Izumi (La source), que nous propose aujourd’hui Rihoko Sato, s’inscrit dans la lignée de She. C’est à nouveau un solo intemporel sur des musiques de Tchaïkovski, de Bach et de Hildegarde von Bingen, qui pourrait être un autoportrait : Ce qu’elle semble incarner, c’est "l’eau d’une source qui coule sans arrêt, et dont les méandres, aux innombrables contours ondulants, dessinent progressivement une silhouette"… Une source issue de la fonte de flocons de neige dont l’eau ruisselle tout au long des branches d’un arbre, sous les premiers rayons du soleil… Une image suffisamment suggestive pour l'imaginer et la rêver sortir en chair de l’arbre aux premières lueurs de l’aube, lentement et précautionneusement d’abord, en laissant sourdre de son corps fluet une incommensurable émotion… Plus impétueusement par la suite, comme si le besoin de se lâcher, de se libérer, de prendre son essor pour partir à la conquête du grand monde l’oppressait.

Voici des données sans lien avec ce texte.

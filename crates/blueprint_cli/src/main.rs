// SPDX-License-Identifier: MIT OR Apache-2.0
//! Blueprint runner.
//!
//! Builds one of the demo graphs from the built-in node library and runs it
//! from its event nodes, printing the run log when it finishes.

mod demos;

use blueprint_graph::library::create_default_registry;
use blueprint_graph::log::Tee;
use blueprint_graph::{
    ConfigError, EngineConfig, ExecutionError, InstantVisitor, MemoryLog, NodeCategory, RunOutcome,
    Runner, TracingLog,
};
use clap::Parser;
use demos::Demo;
use std::path::PathBuf;
use std::sync::Arc;
use tracing_subscriber::layer::SubscriberExt;
use tracing_subscriber::util::SubscriberInitExt;

#[derive(Parser, Debug)]
#[command(version, about, long_about = None)]
struct Cli {
    /// Demo graph to run
    #[arg(short, long, value_enum, default_value_t = Demo::Hello)]
    demo: Demo,

    /// Engine config file (RON)
    #[arg(short, long)]
    config: Option<PathBuf>,

    /// Skip visit delays
    #[arg(long)]
    instant: bool,

    /// List the node catalog and exit
    #[arg(long)]
    list: bool,
}

#[derive(Debug, thiserror::Error)]
enum CliError {
    #[error(transparent)]
    Config(#[from] ConfigError),

    #[error("Failed to start async runtime: {0}")]
    Runtime(#[from] std::io::Error),

    #[error("Demo {0:?} needs a node type missing from the registry")]
    Demo(Demo),

    #[error(transparent)]
    Execution(#[from] ExecutionError),
}

fn main() {
    let env_filter = tracing_subscriber::EnvFilter::try_from_default_env()
        .unwrap_or_else(|_| tracing_subscriber::EnvFilter::new("blueprint_graph=info,blueprint_cli=info"));

    tracing_subscriber::registry()
        .with(env_filter)
        .with(tracing_subscriber::fmt::layer())
        .init();

    let cli = Cli::parse();
    if let Err(e) = run(cli) {
        tracing::error!("{e}");
        std::process::exit(1);
    }
}

fn run(cli: Cli) -> Result<(), CliError> {
    let registry = create_default_registry();

    if cli.list {
        for category in [
            NodeCategory::Events,
            NodeCategory::FlowControl,
            NodeCategory::Utilities,
            NodeCategory::Constants,
            NodeCategory::String,
            NodeCategory::Math,
            NodeCategory::Custom,
        ] {
            for ty in registry.types_in_category(category) {
                println!("{:<14} {:<20} {}", category.label(), ty.id, ty.title);
            }
        }
        return Ok(());
    }

    let mut config = match &cli.config {
        Some(path) => EngineConfig::load(path)?,
        None => EngineConfig::default(),
    };
    if cli.instant {
        config.node_visit_ms = 0;
        config.edge_visit_ms = 0;
    }
    tracing::debug!(?config, "Engine config");

    let graph = cli.demo.build(&registry).ok_or(CliError::Demo(cli.demo))?;
    tracing::info!(
        "Loaded \"{}\": {} nodes, {} edges",
        graph.name,
        graph.node_count(),
        graph.edge_count()
    );

    let transcript = Arc::new(MemoryLog::new());
    let mut runner = Runner::new(config, Arc::new(Tee(transcript.clone(), TracingLog)));
    if cli.instant {
        runner = runner.with_visitor(Arc::new(InstantVisitor));
    }

    let runtime = tokio::runtime::Builder::new_current_thread()
        .enable_time()
        .build()?;
    let report = runtime.block_on(runner.run(&graph))?;

    for entry in transcript.entries() {
        println!(
            "[{}] {:<8} {}",
            entry.time_label(),
            entry.severity.name(),
            entry.message
        );
    }
    if report.outcome == RunOutcome::Completed {
        tracing::info!(
            "Ran {} event node(s) in {:.2?}",
            report.sources.len(),
            report.elapsed
        );
    }
    Ok(())
}
// SPDX-License-Identifier: MIT OR Apache-2.0
//! Node type catalogs.

pub mod builtin;
pub mod custom;

use crate::node::NodeRegistry;

/// Registry with every built-in and user-defined node type
pub fn create_default_registry() -> NodeRegistry {
    let mut registry = builtin::create_builtin_registry();
    custom::register_custom_nodes(&mut registry);
    registry
}
// SPDX-License-Identifier: MIT OR Apache-2.0
//! Run log sinks.
//!
//! Behaviors and the run coordinator report user-facing messages through a
//! [`LogSink`]. This is separate from the crate's own `tracing` diagnostics.

use parking_lot::Mutex;
use serde::{Deserialize, Serialize};
use std::time::SystemTime;

/// Severity of a run log line
#[derive(Debug, Clone, Copy, PartialEq, Eq, Hash, Serialize, Deserialize)]
pub enum LogSeverity {
    /// Plain information
    Info,
    /// Something the user should look at
    Warning,
    /// Output produced by the graph itself
    Success,
    /// A failure
    Error,
    /// Messages from the engine about the run
    System,
}

impl LogSeverity {
    /// Lowercase name
    pub fn name(&self) -> &'static str {
        match self {
            Self::Info => "info",
            Self::Warning => "warning",
            Self::Success => "success",
            Self::Error => "error",
            Self::System => "system",
        }
    }
}

/// One-way destination for run log lines
pub trait LogSink: Send + Sync {
    /// Record a message
    fn log(&self, message: &str, severity: LogSeverity);
}

/// Forwards run log lines to `tracing`
#[derive(Debug, Default, Clone, Copy)]
pub struct TracingLog;

impl LogSink for TracingLog {
    fn log(&self, message: &str, severity: LogSeverity) {
        match severity {
            LogSeverity::Error => tracing::error!(target: "blueprint::run", "{message}"),
            LogSeverity::Warning => tracing::warn!(target: "blueprint::run", "{message}"),
            LogSeverity::Info | LogSeverity::Success | LogSeverity::System => {
                tracing::info!(target: "blueprint::run", severity = severity.name(), "{message}");
            }
        }
    }
}

/// A captured log line
#[derive(Debug, Clone)]
pub struct LogEntry {
    /// Severity
    pub severity: LogSeverity,
    /// Message text
    pub message: String,
    /// When the line was recorded
    pub timestamp: SystemTime,
}

impl LogEntry {
    /// Timestamp formatted as `HH:MM:SS.mmm` (UTC)
    pub fn time_label(&self) -> String {
        let duration = self
            .timestamp
            .duration_since(SystemTime::UNIX_EPOCH)
            .unwrap_or_default();
        let secs = duration.as_secs();
        format!(
            "{:02}:{:02}:{:02}.{:03}",
            (secs / 3600) % 24,
            (secs / 60) % 60,
            secs % 60,
            duration.subsec_millis()
        )
    }
}

/// Buffers log lines in memory
#[derive(Debug, Default)]
pub struct MemoryLog {
    entries: Mutex<Vec<LogEntry>>,
}

impl MemoryLog {
    /// Create an empty log
    pub fn new() -> Self {
        Self::default()
    }

    /// Snapshot of all entries
    pub fn entries(&self) -> Vec<LogEntry> {
        self.entries.lock().clone()
    }

    /// Messages of a given severity, in order
    pub fn messages(&self, severity: LogSeverity) -> Vec<String> {
        self.entries
            .lock()
            .iter()
            .filter(|e| e.severity == severity)
            .map(|e| e.message.clone())
            .collect()
    }

    /// Number of entries
    pub fn len(&self) -> usize {
        self.entries.lock().len()
    }

    /// Whether nothing was logged
    pub fn is_empty(&self) -> bool {
        self.entries.lock().is_empty()
    }

    /// Drop all entries
    pub fn clear(&self) {
        self.entries.lock().clear();
    }
}

impl LogSink for MemoryLog {
    fn log(&self, message: &str, severity: LogSeverity) {
        self.entries.lock().push(LogEntry {
            severity,
            message: message.to_string(),
            timestamp: SystemTime::now(),
        });
    }
}

/// Sends every line to two sinks
pub struct Tee<A, B>(pub A, pub B);

impl<A: LogSink, B: LogSink> LogSink for Tee<A, B> {
    fn log(&self, message: &str, severity: LogSeverity) {
        self.0.log(message, severity);
        self.1.log(message, severity);
    }
}

impl<T: LogSink + ?Sized> LogSink for std::sync::Arc<T> {
    fn log(&self, message: &str, severity: LogSeverity) {
        (**self).log(message, severity);
    }
}

#[cfg(test)]
mod tests {
    use super::*;
    use std::sync::Arc;
    use std::time::Duration;

    #[test]
    fn test_memory_log_keeps_order() {
        let log = MemoryLog::new();
        log.log("one", LogSeverity::System);
        log.log("two", LogSeverity::Success);
        log.log("three", LogSeverity::Success);

        assert_eq!(log.len(), 3);
        assert_eq!(log.messages(LogSeverity::Success), vec!["two", "three"]);
        log.clear();
        assert!(log.is_empty());
    }

    #[test]
    fn test_tee_writes_both() {
        let a = Arc::new(MemoryLog::new());
        let b = Arc::new(MemoryLog::new());
        let tee = Tee(a.clone(), b.clone());
        tee.log("hi", LogSeverity::Info);
        assert_eq!(a.len(), 1);
        assert_eq!(b.messages(LogSeverity::Info), vec!["hi"]);
    }

    #[test]
    fn test_time_label() {
        let entry = LogEntry {
            severity: LogSeverity::Info,
            message: String::new(),
            timestamp: SystemTime::UNIX_EPOCH + Duration::from_millis(3_723_045),
        };
        assert_eq!(entry.time_label(), "01:02:03.045");
    }
}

Les mouvements s’enchaînent alors dans des torsions, tours, spirales et rotations ahurissantes, autant au sol que dans l’espace, dans une gestuelle nerveuse ample et large mais souple et moelleuse, laquelle la débride, lui imprime une indicible sensation de bien être, de liberté et de bonheur. La musique s’empare alors de son corps, l’enserre, fusionne avec elle, le fait vibrer. Si sa fluidité, sa sensibilité la subliment, sa fulgurante technique subjugue. A l’inverse de She qui était issue de son énergie qu’elle transformait en danse, Izumi est un solo beaucoup plus intime, dans lequel elle parvient à exprimer des choses très profondes, des choses qui existaient en elle avant de donner naissance à des mots ou des mouvements, explique-t-elle. Une gestuelle signifiante, empreinte d’une ineffable fragilité, à l'image d'un long fleuve tranquille dont le cours, en traversant des gorges profondes aux parois abruptes et resserrées, se transforme en un torrent sauvage et impétueux, en parfaite communion avec la nature vierge et indomptée. Un indicible moment de bonheur que l’on aimerait indéfiniment prolonger. "Ô temps, suspends ton vol", aurait dit Lamartine…

J.M. Gourreau

Izumi / Rihoko Sato, Maison de la culture du Japon à Paris, 26 et 27 juin 2019, en collaboration avec le Centre National de la Danse, dans le cadre de "Camping 2019".